2015年11⽉に出願、審査請求して2016年9⽉に権利化している。海外展開の可能性として、亜鉛の三価クロメートによる表⾯処理が進んでいる欧州でも環境対応型技術として、売り込みができるのではないかと思う。外国への出願も欧州を含め、戦略的に考えたい。⼀⽅、現在、NEDO橋渡し事業で、オンリーワンの技術開発である「ステンレスの発⾊」に取り組んでいるが、既に国内⼤⼿及び、中国、韓国の企業からもライセンス契約の話が来ているほど、各⽅⾯から⾮常に⾼い期待をされている。海外進出について、ドイツ・メキシコ・ミャンマー進出の打診もある。ブラジルでも⾃動⾞⽣産も増えているが、現時点では時期尚早と考えているが、この技術があると、PR ポイントとなり、打診が今後増えると予測している。今後は東南アジアもターゲットとなる。

サポイン事業を効果的に利用する上でのメッセージ、アドバイス

最後に、今後サポイン事業に応募を検討される⽅や、現在実施されている⽅にメッセージをお願いいたします。

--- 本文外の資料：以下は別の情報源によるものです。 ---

//! Bridge sidecar lifecycle and device linking.
//!
//! `hearth link` uses this to make sure the `hearth-whatsapp` container is
//! running (inspect, start if stopped, create if missing) and then fetches
//! the linking QR code.

use std::collections::HashMap;
use std::path::{Path, PathBuf};

use base64::Engine;
use bollard::container::{
    Config as ContainerConfig, CreateContainerOptions, StartContainerOptions,
};
use bollard::image::CreateImageOptions;
use bollard::models::{HostConfig, PortBinding, RestartPolicy, RestartPolicyNameEnum};
use bollard::Docker;
use tokio_stream::StreamExt;
use tracing::{info, warn};

use super::client::{WhatsAppClient, DEFAULT_BRIDGE_PORT};
use super::WhatsAppError;

/// Container name for the bridge sidecar.
pub const CONTAINER_NAME: &str = "hearth-whatsapp";

/// Path inside the container where the bridge keeps its auth state.
const AUTH_MOUNT: &str = "/data/auth";

/// Memory limit for the sidecar (512 MB).
const MEMORY_LIMIT_BYTES: i64 = 512 * 1024 * 1024;

/// Ensure the sidecar container is running.
///
/// `auth_dir` is bind-mounted so the linked session survives container
/// re-creation.
///
/// # Errors
///
/// Returns [`WhatsAppError::SetupFailed`] when Docker refuses any step.
pub async fn ensure_container(
    docker: &Docker,
    image: &str,
    auth_dir: &Path,
) -> Result<(), WhatsAppError> {
    match docker.inspect_container(CONTAINER_NAME, None).await {
        Ok(details) => {
            let running = details
                .state
                .as_ref()
                .and_then(|s| s.running)
                .unwrap_or(false);
            if running {
                info!(container = CONTAINER_NAME, "bridge sidecar already running");
                return Ok(());
            }
            docker
                .start_container(CONTAINER_NAME, None::<StartContainerOptions<String>>)
                .await
                .map_err(|e| {
                    WhatsAppError::SetupFailed(format!("failed to start container: {e}"))
                })?;
            info!(container = CONTAINER_NAME, "bridge sidecar started");
            return Ok(());
        }
        Err(bollard::errors::Error::DockerResponseServerError {
            status_code: 404, ..
        }) => {}
        Err(e) => {
            return Err(WhatsAppError::SetupFailed(format!(
                "failed to inspect container: {e}"
            )));
        }
    }

    let pull_opts = CreateImageOptions {
        from_image: image,
        ..Default::default()
    };
    let mut pull_stream = docker.create_image(Some(pull_opts), None, None);
    while let Some(result) = pull_stream.next().await {
        if let Err(e) = result {
            warn!(error = %e, "image pull warning");
        }
    }
    info!(image, "bridge sidecar image pulled");

    std::fs::create_dir_all(auth_dir).map_err(|e| {
        WhatsAppError::SetupFailed(format!(
            "failed to create auth directory {}: {e}",
            auth_dir.display()
        ))
    })?;

    let port_key = format!("{DEFAULT_BRIDGE_PORT}/tcp");
    let mut port_bindings = HashMap::new();
    port_bindings.insert(
        port_key.clone(),
        Some(vec![PortBinding {
            host_ip: Some("127.0.0.1".to_owned()),
            host_port: Some(DEFAULT_BRIDGE_PORT.to_string()),
        }]),
    );

    let host_config = HostConfig {
        port_bindings: Some(port_bindings),
        binds: Some(vec![format!("{}:{AUTH_MOUNT}", auth_dir.display())]),
        restart_policy: Some(RestartPolicy {
            name: Some(RestartPolicyNameEnum::UNLESS_STOPPED),
            maximum_retry_count: None,
        }),
        memory: Some(MEMORY_LIMIT_BYTES),
        ..Default::default()
    };

    let mut labels = HashMap::new();
    labels.insert("hearth".to_owned(), "bridge".to_owned());

    let mut exposed_ports = HashMap::new();
    exposed_ports.insert(port_key, HashMap::new());

    let container_config = ContainerConfig {
        image: Some(image.to_owned()),
        labels: Some(labels),
        exposed_ports: Some(exposed_ports),
        env: Some(vec![format!("AUTH_DIR={AUTH_MOUNT}")]),
        host_config: Some(host_config),
        ..Default::default()
    };

    let create_opts = CreateContainerOptions {
        name: CONTAINER_NAME.to_owned(),
        platform: None,
    };
    docker
        .create_container(Some(create_opts), container_config)
        .await
        .map_err(|e| WhatsAppError::SetupFailed(format!("failed to create container: {e}")))?;

    docker
        .start_container(CONTAINER_NAME, None::<StartContainerOptions<String>>)
        .await
        .map_err(|e| WhatsAppError::SetupFailed(format!("failed to start container: {e}")))?;

    info!(container = CONTAINER_NAME, image, "bridge sidecar created and started");
    Ok(())
}

/// Outcome of a link attempt.
#[derive(Debug, Clone, PartialEq, Eq)]
pub enum LinkOutcome {
    /// The device was already linked to this phone number.
    AlreadyLinked(Option<String>),
    /// A QR code was written here; scan it from WhatsApp > Linked devices.
    QrWritten(PathBuf),
}

/// Run the linking flow: ensure the sidecar, wait for it, and write the QR
/// code PNG to `qr_path` unless the device is already linked.
///
/// # Errors
///
/// Returns an error when the container cannot be started, the bridge never
/// answers, or the QR payload cannot be decoded or written.
pub async fn link_device(
    docker: &Docker,
    client: &WhatsAppClient,
    image: &str,
    auth_dir: &Path,
    qr_path: &Path,
) -> Result<LinkOutcome, WhatsAppError> {
    ensure_container(docker, image, auth_dir).await?;
    client.wait_reachable().await?;

    let status = client.status().await?;
    if status.connected {
        return Ok(LinkOutcome::AlreadyLinked(status.phone_number));
    }

    let qr = client.get_qr().await?;
    write_qr_png(&qr, qr_path)?;
    Ok(LinkOutcome::QrWritten(qr_path.to_path_buf()))
}

/// Decode a base64 PNG (optionally a `data:image/png;base64,` URL) to `path`.
///
/// # Errors
///
/// Returns [`WhatsAppError::SetupFailed`] on bad base64 or I/O failure.
pub fn write_qr_png(encoded: &str, path: &Path) -> Result<(), WhatsAppError> {
    let payload = encoded
        .split_once("base64,")
        .map_or(encoded, |(_, data)| data)
        .trim();
    let bytes = base64::engine::general_purpose::STANDARD
        .decode(payload)
        .map_err(|e| WhatsAppError::SetupFailed(format!("QR code is not valid base64: {e}")))?;
    std::fs::write(path, bytes).map_err(|e| {
        WhatsAppError::SetupFailed(format!("failed to write {}: {e}", path.display()))
    })
}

2年半の期限は研究開発にベストであった。急ぐわけでもなく、プロジェクトがうまく⾏く期間ではないか。また良いパートナーと組み、随時打ち合わせを⾏うことで、⾃社の役割に集中できる。⾃社の強みに基軸を置き、事業化を進めることで、単なる研究開発に終わらせないことが重要である。
サポイン事業に採択され実施したことで企業価値が上がり、信頼される指標となった。NEDOの資⾦獲得も、信頼醸成に⼤きい効果をもたらした。中⼩企業庁からは、実⽤化に対する⾼い期待を寄せられている。

研究開発技術情報
プロジェクト名:
あらゆるアルミ系素材に適応し、かつ毒物を使用しない表面処理技術の開発
事業実施年度:
平成25年度~平成27年度
研究開発の目的:
アルミ鋳物製造における陽極酸化前処理⼯程の技術的な改善と、⾼コストの要因である⼯程の複雑化による⽣産性改善等の課題を克服し、多種多様なアルミ材料に適応、環境に配慮し、低コスト化につながる表⾯処理技術を開発する。
事業化の状況:
フッ化⽔素酸使⽤をゼロとするプロセスを確⽴できた。また、⼯程を従来の20%以上削減し、アルミ鋳物を含めた全てのアルミ素材の⼯程共⽤化も可能となった。量産化を想定した連続試験において安定した処理が可能であることを確認した。以上の成果を踏まえ、現状の対応材料以外の製品の幅の拡⼤とコスト競争⼒強化につなげ、さらなる事業拡⼤につなげていく予定である。